Particle Acceleration in an Evolving Network of Unstable Current Sheets

We study the acceleration of electrons and protons interacting with localized, multiple, small-scale dissipation regions inside an evolving, turbulent active region. The dissipation regions are unstable current sheets (UCSs), and in their ensemble they form a complex, fractal, evolving network of acceleration centers. Acceleration and energy dissipation are thus assumed to be fragmented. A large-scale magnetic topology provides the connectivity between the UCSs and in this way determines the degree of possible multiple acceleration. The particles travel along the magnetic field freely without losing or gaining energy until they reach a UCS. In a UCS, a variety of acceleration mechanisms are active, with the end result that the particles depart with a new momentum. The stochastic acceleration process is represented in the form of continuous-time random walk, which allows one to estimate the evolution of the energy distribution of the particles. It is found that under certain conditions, electrons are heated and accelerated to energies above 1 MeV in much less than 1 s.
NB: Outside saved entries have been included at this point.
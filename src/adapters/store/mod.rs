//! Planner store adapters.
//!
//! Implementations of the `PlannerStore` port:
//!
//! - `http` - Production REST implementation over reqwest
//! - `in_memory` - Test/dev implementation with failure injection

mod http;
mod in_memory;

pub use http::{HttpPlannerStore, HttpStoreConfig};
pub use in_memory::InMemoryPlannerStore;
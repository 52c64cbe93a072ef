//! Autosave configuration

use serde::Deserialize;
use std::time::Duration;

use super::error::ValidationError;

/// Debounced autosave settings for the plan state manager
#[derive(Debug, Clone, Deserialize, PartialEq, Eq)]
pub struct AutosaveConfig {
    /// Whether local edits schedule saves at all
    #[serde(default = "default_enabled")]
    pub enabled: bool,

    /// Trailing debounce window in milliseconds
    #[serde(default = "default_debounce_ms")]
    pub debounce_ms: u64,
}

impl AutosaveConfig {
    /// Get the debounce window as Duration
    pub fn debounce(&self) -> Duration {
        Duration::from_millis(self.debounce_ms)
    }

    /// Validate autosave configuration
    pub fn validate(&self) -> Result<(), ValidationError> {
        if self.debounce_ms == 0 || self.debounce_ms > 60_000 {
            return Err(ValidationError::InvalidDebounce);
        }
        Ok(())
    }
}

impl Default for AutosaveConfig {
    fn default() -> Self {
        Self {
            enabled: default_enabled(),
            debounce_ms: default_debounce_ms(),
        }
    }
}

fn default_enabled() -> bool {
    true
}

fn default_debounce_ms() -> u64 {
    800
}

#[cfg(test)]
mod tests {
    use super::*;

    #[test]
    fn test_autosave_defaults() {
        let config = AutosaveConfig::default();
        assert!(config.enabled);
        assert_eq!(config.debounce(), Duration::from_millis(800));
        assert!(config.validate().is_ok());
    }

    #[test]
    fn test_validation_rejects_zero_and_huge_debounce() {
        let zero = AutosaveConfig { debounce_ms: 0, ..Default::default() };
        assert_eq!(zero.validate(), Err(ValidationError::InvalidDebounce));

        let huge = AutosaveConfig { debounce_ms: 120_000, ..Default::default() };
        assert_eq!(huge.validate(), Err(ValidationError::InvalidDebounce));
    }
}
//! HTTP Planner Store - Implementation of `PlannerStore` over a JSON REST endpoint.
//!
//! # Protocol
//!
//! - `GET  {base_url}{planner_path}` returns the planner document
//! - `PUT  {base_url}{planner_path}` with the full document returns the stored document
//!
//! Both requests carry the session token as a bearer `Authorization` header.
//!
//! # Configuration
//!
//! ```ignore
//! let config = HttpStoreConfig::new("https://planner.example.edu")
//!     .with_planner_path("/api/planner")
//!     .with_timeout(Duration::from_secs(10));
//!
//! let store = HttpPlannerStore::new(config)?;
//! ```

use async_trait::async_trait;
use reqwest::{Client, RequestBuilder, Response, StatusCode};
use serde_json::Value;
use std::time::Duration;

use crate::config::StoreConfig;
use crate::domain::foundation::SessionToken;
use crate::ports::{PlannerStore, StoreError};

/// Longest response body echoed back in `StoreError::Status`.
const MAX_ERROR_BODY: usize = 512;

/// Configuration for the HTTP planner store.
#[derive(Debug, Clone)]
pub struct HttpStoreConfig {
    /// Base URL of the planner service (no trailing slash needed).
    pub base_url: String,
    /// Path of the planner document (default: `/planner`).
    pub planner_path: String,
    /// Request timeout.
    pub timeout: Duration,
}

impl HttpStoreConfig {
    /// Creates a configuration for `base_url` with default path and timeout.
    pub fn new(base_url: impl Into<String>) -> Self {
        Self {
            base_url: base_url.into(),
            planner_path: "/planner".to_string(),
            timeout: Duration::from_secs(30),
        }
    }

    /// Sets the planner document path.
    pub fn with_planner_path(mut self, path: impl Into<String>) -> Self {
        self.planner_path = path.into();
        self
    }

    /// Sets the request timeout.
    pub fn with_timeout(mut self, timeout: Duration) -> Self {
        self.timeout = timeout;
        self
    }

    /// Full URL of the planner document.
    pub fn planner_url(&self) -> String {
        let base = self.base_url.trim_end_matches('/');
        let path = self.planner_path.trim_start_matches('/');
        format!("{}/{}", base, path)
    }
}

impl From<&StoreConfig> for HttpStoreConfig {
    fn from(config: &StoreConfig) -> Self {
        Self::new(config.base_url.clone())
            .with_planner_path(config.planner_path.clone())
            .with_timeout(config.request_timeout())
    }
}

/// Planner store backed by an HTTP JSON endpoint.
pub struct HttpPlannerStore {
    config: HttpStoreConfig,
    client: Client,
}

impl HttpPlannerStore {
    /// Creates a new store with the given configuration.
    ///
    /// # Errors
    ///
    /// Returns `StoreError::Network` if the HTTP client cannot be built.
    pub fn new(config: HttpStoreConfig) -> Result<Self, StoreError> {
        let client = Client::builder()
            .timeout(config.timeout)
            .build()
            .map_err(|e| StoreError::network(format!("Failed to create HTTP client: {}", e)))?;

        Ok(Self { config, client })
    }

    /// Sends a request and maps transport failures.
    async fn send(&self, request: RequestBuilder, token: &SessionToken) -> Result<Response, StoreError> {
        request
            .bearer_auth(token.expose())
            .header("Accept", "application/json")
            .send()
            .await
            .map_err(|e| {
                if e.is_timeout() {
                    StoreError::Timeout {
                        timeout_secs: self.config.timeout.as_secs(),
                    }
                } else if e.is_connect() {
                    StoreError::network(format!("Connection failed: {}", e))
                } else {
                    StoreError::network(e.to_string())
                }
            })
    }

    /// Maps non-success statuses and decodes the JSON document.
    async fn read_document(response: Response) -> Result<Value, StoreError> {
        let status = response.status();
        if status == StatusCode::UNAUTHORIZED || status == StatusCode::FORBIDDEN {
            tracing::warn!(%status, "Planner store rejected the session");
            return Err(StoreError::Unauthorized);
        }
        if !status.is_success() {
            let mut body = response.text().await.unwrap_or_default();
            body.truncate(floor_char_boundary(&body, MAX_ERROR_BODY));
            tracing::error!(%status, "Planner store returned an error status");
            return Err(StoreError::Status {
                status: status.as_u16(),
                body,
            });
        }
        response
            .json::<Value>()
            .await
            .map_err(|e| StoreError::InvalidPayload(e.to_string()))
    }
}

/// Largest index `<= max` that lies on a char boundary of `s`.
fn floor_char_boundary(s: &str, max: usize) -> usize {
    if s.len() <= max {
        return s.len();
    }
    (0..=max).rev().find(|i| s.is_char_boundary(*i)).unwrap_or(0)
}

#[async_trait]
impl PlannerStore for HttpPlannerStore {
    async fn fetch(&self, token: &SessionToken) -> Result<Value, StoreError> {
        let url = self.config.planner_url();
        tracing::debug!(%url, "Fetching planner document");
        let response = self.send(self.client.get(&url), token).await?;
        Self::read_document(response).await
    }

    async fn save(&self, token: &SessionToken, payload: &Value) -> Result<Value, StoreError> {
        let url = self.config.planner_url();
        tracing::debug!(%url, "Saving planner document");
        let response = self.send(self.client.put(&url).json(payload), token).await?;
        Self::read_document(response).await
    }
}

#[cfg(test)]
mod tests {
    use super::*;
    use serde_json::json;
    use tokio::io::{AsyncReadExt, AsyncWriteExt};
    use tokio::net::TcpListener;

    fn token() -> SessionToken {
        SessionToken::new("secret-token").unwrap()
    }

    /// Serves one canned HTTP response and hands back the raw request.
    async fn serve_once(status_line: &'static str, body: &'static str) -> (String, tokio::task::JoinHandle<String>) {
        let listener = TcpListener::bind("127.0.0.1:0").await.unwrap();
        let addr = listener.local_addr().unwrap();
        let handle = tokio::spawn(async move {
            let (mut socket, _) = listener.accept().await.unwrap();
            let mut request = Vec::new();
            let mut buf = [0u8; 4096];
            loop {
                let n = socket.read(&mut buf).await.unwrap();
                request.extend_from_slice(&buf[..n]);
                let text = String::from_utf8_lossy(&request).to_string();
                if let Some(head_end) = text.find("\r\n\r\n") {
                    let content_length = text[..head_end]
                        .lines()
                        .find_map(|l| {
                            let lower = l.to_ascii_lowercase();
                            lower
                                .strip_prefix("content-length:")
                                .map(|v| v.trim().parse::<usize>().unwrap_or(0))
                        })
                        .unwrap_or(0);
                    if request.len() >= head_end + 4 + content_length {
                        break;
                    }
                }
                if n == 0 {
                    break;
                }
            }
            let response = format!(
                "HTTP/1.1 {}\r\nContent-Type: application/json\r\nContent-Length: {}\r\nConnection: close\r\n\r\n{}",
                status_line,
                body.len(),
                body
            );
            socket.write_all(response.as_bytes()).await.unwrap();
            socket.shutdown().await.ok();
            String::from_utf8_lossy(&request).to_string()
        });
        (format!("http://{}", addr), handle)
    }

    #[test]
    fn planner_url_joins_base_and_path() {
        let config = HttpStoreConfig::new("https://planner.example.edu/").with_planner_path("/api/planner");
        assert_eq!(config.planner_url(), "https://planner.example.edu/api/planner");

        let config = HttpStoreConfig::new("http://localhost:3000").with_planner_path("planner");
        assert_eq!(config.planner_url(), "http://localhost:3000/planner");
    }

    #[test]
    fn default_config_values() {
        let config = HttpStoreConfig::new("http://localhost");
        assert_eq!(config.planner_path, "/planner");
        assert_eq!(config.timeout, Duration::from_secs(30));
    }

    #[test]
    fn floor_char_boundary_never_splits_characters() {
        assert_eq!(floor_char_boundary("abc", 10), 3);
        assert_eq!(floor_char_boundary("ção", 1), 0);
        assert_eq!(floor_char_boundary("ção", 2), 2);
    }

    #[tokio::test]
    async fn fetch_sends_bearer_token_and_parses_document() {
        let (base, server) = serve_once("200 OK", r#"{"planned_codes":["MC202"]}"#).await;
        let store = HttpPlannerStore::new(HttpStoreConfig::new(base)).unwrap();

        let doc = store.fetch(&token()).await.unwrap();
        assert_eq!(doc["planned_codes"], json!(["MC202"]));

        let request = server.await.unwrap();
        assert!(request.starts_with("GET /planner "));
        assert!(request.to_ascii_lowercase().contains("authorization: bearer secret-token"));
    }

    #[tokio::test]
    async fn save_puts_full_payload() {
        let (base, server) = serve_once("200 OK", r#"{"planned_codes":["MA111"],"revision":2}"#).await;
        let store = HttpPlannerStore::new(HttpStoreConfig::new(base)).unwrap();

        let payload = json!({ "planned_codes": ["MA111"], "keep": true });
        let stored = store.save(&token(), &payload).await.unwrap();
        assert_eq!(stored["revision"], 2);

        let request = server.await.unwrap();
        assert!(request.starts_with("PUT /planner "));
        assert!(request.contains(r#""keep":true"#));
    }

    #[tokio::test]
    async fn unauthorized_status_maps_to_unauthorized() {
        let (base, _server) = serve_once("401 Unauthorized", "{}").await;
        let store = HttpPlannerStore::new(HttpStoreConfig::new(base)).unwrap();
        assert!(matches!(store.fetch(&token()).await, Err(StoreError::Unauthorized)));
    }

    #[tokio::test]
    async fn server_error_keeps_status_and_body() {
        let (base, _server) = serve_once("503 Service Unavailable", r#"{"error":"maintenance"}"#).await;
        let store = HttpPlannerStore::new(HttpStoreConfig::new(base)).unwrap();

        match store.fetch(&token()).await {
            Err(StoreError::Status { status, body }) => {
                assert_eq!(status, 503);
                assert!(body.contains("maintenance"));
            }
            other => panic!("Expected Status error, got {:?}", other),
        }
    }

    #[tokio::test]
    async fn non_json_body_is_invalid_payload() {
        let (base, _server) = serve_once("200 OK", "not json").await;
        let store = HttpPlannerStore::new(HttpStoreConfig::new(base)).unwrap();
        assert!(matches!(store.fetch(&token()).await, Err(StoreError::InvalidPayload(_))));
    }
}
Hard X-ray and microwave spectra are calculated from the electrons' energy distributions, and they are found to be compatible with the observations. Ions (protons) are also heated and accelerated, reaching energies up to 10 MeV almost simultaneously with the electrons. The diffusion of the particles inside the active region is extremely fast (anomalous superdiffusion). Although our approach does not provide insight into the details of the specific acceleration mechanisms involved, its benefits are that it relates acceleration to the energy release, it well describes the stochastic nature of the acceleration process, and it can incorporate the flaring large-scale magnetic topology, potentially even its temporal evolution.